I've got more than one computer that doesn't even have Windows on it at all, including a Dell Inspiron 1720 laptop that I removed Windows from since it was just wasting space, as well as a little Asus Eee PC 900 16G that shipped with Linux only to begin with; not to mention even older computers I've installed Linux on (that work just fine with newer browsers and applications, whereas newer versions of Windows capable of plugging security holes and running newer software would be too "bloated" to run on them). You'll find a number of newer PCs available with Linux only, too (including some of the new Asus Eee PC Netbooks, which is all many users need in a computer).
Yet, some camera manufactures are now requiring a supported operating system to perform firmware upgrades, for no good reason from what I can see (especially since you'll find some "hacks" around that let you install some of the upgrades manually). Olympus is one of them, Sony is another (they require a supported operating system to upgrade the firmware with some of their newer cameras now).
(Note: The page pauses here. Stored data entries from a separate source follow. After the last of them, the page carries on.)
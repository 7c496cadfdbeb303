//! Tracing initialization and subscriber setup.
//!
//! Wires the `tracing` macros through an OpenTelemetry layer into the
//! file-based OTLP exporter.

use super::tracer;
use crate::Config;
use opentelemetry::trace::TracerProvider as _;
use opentelemetry_sdk::resource::Resource;
use tracing_opentelemetry::OpenTelemetryLayer;
use tracing_subscriber::{layer::SubscriberExt, util::SubscriberInitExt, EnvFilter};

/// Initializes the tracing subscriber with file-based OTLP export.
///
/// Sets up a tracing subscriber pipeline that:
/// 1. Filters spans based on configured trace level
/// 2. Exports spans to OpenTelemetry
/// 3. Serializes spans to OTLP JSON format
/// 4. Writes to rotating file with backups
///
/// # Trace Level Resolution
///
/// Level is determined by:
/// 1. `config.trace_level` if set
/// 2. Default: `"info"`
///
/// # File Location
///
/// Traces are written to `~/.local/share/zellij/zontacts/zontacts-otlp.json`,
/// reached through the `/host` mount of Zellij's sandbox filesystem.
///
/// # Initialization Behavior
///
/// - Creates the data directory if it doesn't exist
/// - Silently fails if directory creation fails (observability is optional)
/// - Idempotent: safe to call multiple times (only first call takes effect)
pub fn init_tracing(config: &Config) {
    let level = config
        .trace_level
        .clone()
        .unwrap_or_else(|| "info".to_string());

    let data_dir = crate::infrastructure::paths::get_data_dir();
    if std::fs::create_dir_all(&data_dir).is_err() {
        // Observability is optional; run untraced if the directory is unusable
        return;
    }

    let resource = Resource::new(vec![opentelemetry::KeyValue::new(
        "service.name",
        "Zontacts",
    )]);

    let trace_file = data_dir.join("zontacts-otlp.json");
    let provider = tracer::create_tracer_provider(trace_file, resource);

    let tracer = provider.tracer("Zontacts");
    let otel_layer = OpenTelemetryLayer::new(tracer);

    let subscriber = tracing_subscriber::registry()
        .with(EnvFilter::new(level))
        .with(otel_layer);

    let _ = subscriber.try_init();
}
Needing an operating system to perform the upgrades is adding an unnecessary layer of complexity from my perspective, especially given that there is no possible way they can test the wide variety of systems out there with various combinations of software packages that could impact USB communications with a camera. Requiring a supported Operating System like Windows XP, Vista or OS X forces users of other operating systems to "jump through hoops" or borrow a computer to install those updates.
To make matters worse, there is no telling how willing a given manufacturer will be to provide software updates in the future, once a given camera model has been discontinued. IOW, what happens if I buy one of these cameras when Windows 10 is out, and the only firmware update software available for it requires Windows 7, Vista or XP?
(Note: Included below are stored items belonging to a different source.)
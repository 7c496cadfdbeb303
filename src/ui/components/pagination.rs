//! Pagination bar renderer.
//!
//! Renders the page navigation line with previous/next hints, the current
//! page indicator, and the items-per-page setting.

use crate::ui::helpers::position_cursor;
use crate::ui::theme::Theme;
use crate::ui::viewmodel::PaginationInfo;

/// Renders the pagination bar at the given row, centered horizontally.
///
/// Previous/next hints are dimmed when the corresponding move is not
/// available. Returns the next available row position.
pub fn render_pagination(
    row: usize,
    pagination: &PaginationInfo,
    theme: &Theme,
    cols: usize,
) -> usize {
    let page_text = format!("Page {}/{}", pagination.current_page, pagination.page_count);
    let items_text = format!("Items per page: {}", pagination.items_per_page);
    let plain = format!("<- Previous | {page_text} | Next -> | {items_text}");
    let col = cols.saturating_sub(plain.chars().count()) / 2 + 1;

    position_cursor(row, col);
    if pagination.has_prev {
        print!("{}", Theme::fg(&theme.colors.text_normal));
    } else {
        print!("{}", Theme::fg(&theme.colors.text_dim));
    }
    print!("<- Previous");
    print!("{}", Theme::fg(&theme.colors.text_dim));
    print!(" | ");
    print!("{}", Theme::fg(&theme.colors.accent_fg));
    print!("{page_text}");
    print!("{}", Theme::fg(&theme.colors.text_dim));
    print!(" | ");
    if pagination.has_next {
        print!("{}", Theme::fg(&theme.colors.text_normal));
    } else {
        print!("{}", Theme::fg(&theme.colors.text_dim));
    }
    print!("Next ->");
    print!("{}", Theme::fg(&theme.colors.text_dim));
    print!(" | ");
    print!("{}", Theme::fg(&theme.colors.text_normal));
    print!("{items_text}");
    print!("{}", Theme::reset());

    row + 1
}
We're already seeing that with some camera manufacturers' image editing/viewing software and related drivers and codecs, where they may not have versions that support 64 Bit Windows 7, even though they had versions for earlier operating systems. Ditto for printer and scanner drivers, etc. Now, we've got digital camera firmware update software added to the mix, too (which I think is a really bad idea).
To each their own. But, I don't like the trend I'm seeing where camera manufacturers are requiring specific operating systems to install firmware updates. It alienates users of other operating systems and increases the things that can go wrong when applying those updates, and makes future use of that type of software on newer operating systems in doubt (as manufacturers have demonstrated in the past when newer operating systems have been released). Requiring an Operating System to perform upgrades also increases the workload on the camera manufacturer *if* they want to support future operating systems going forward (and so far, many manufacturers' track records are not very good in that area, once a device has been discontinued).
Of course, most manufacturers would probably prefer you just buy a newer device (scanner, camera, printer, insert your favorite device here), which is one reason many manufacturers may be tying their devices, drivers and software to specific operating systems to update them.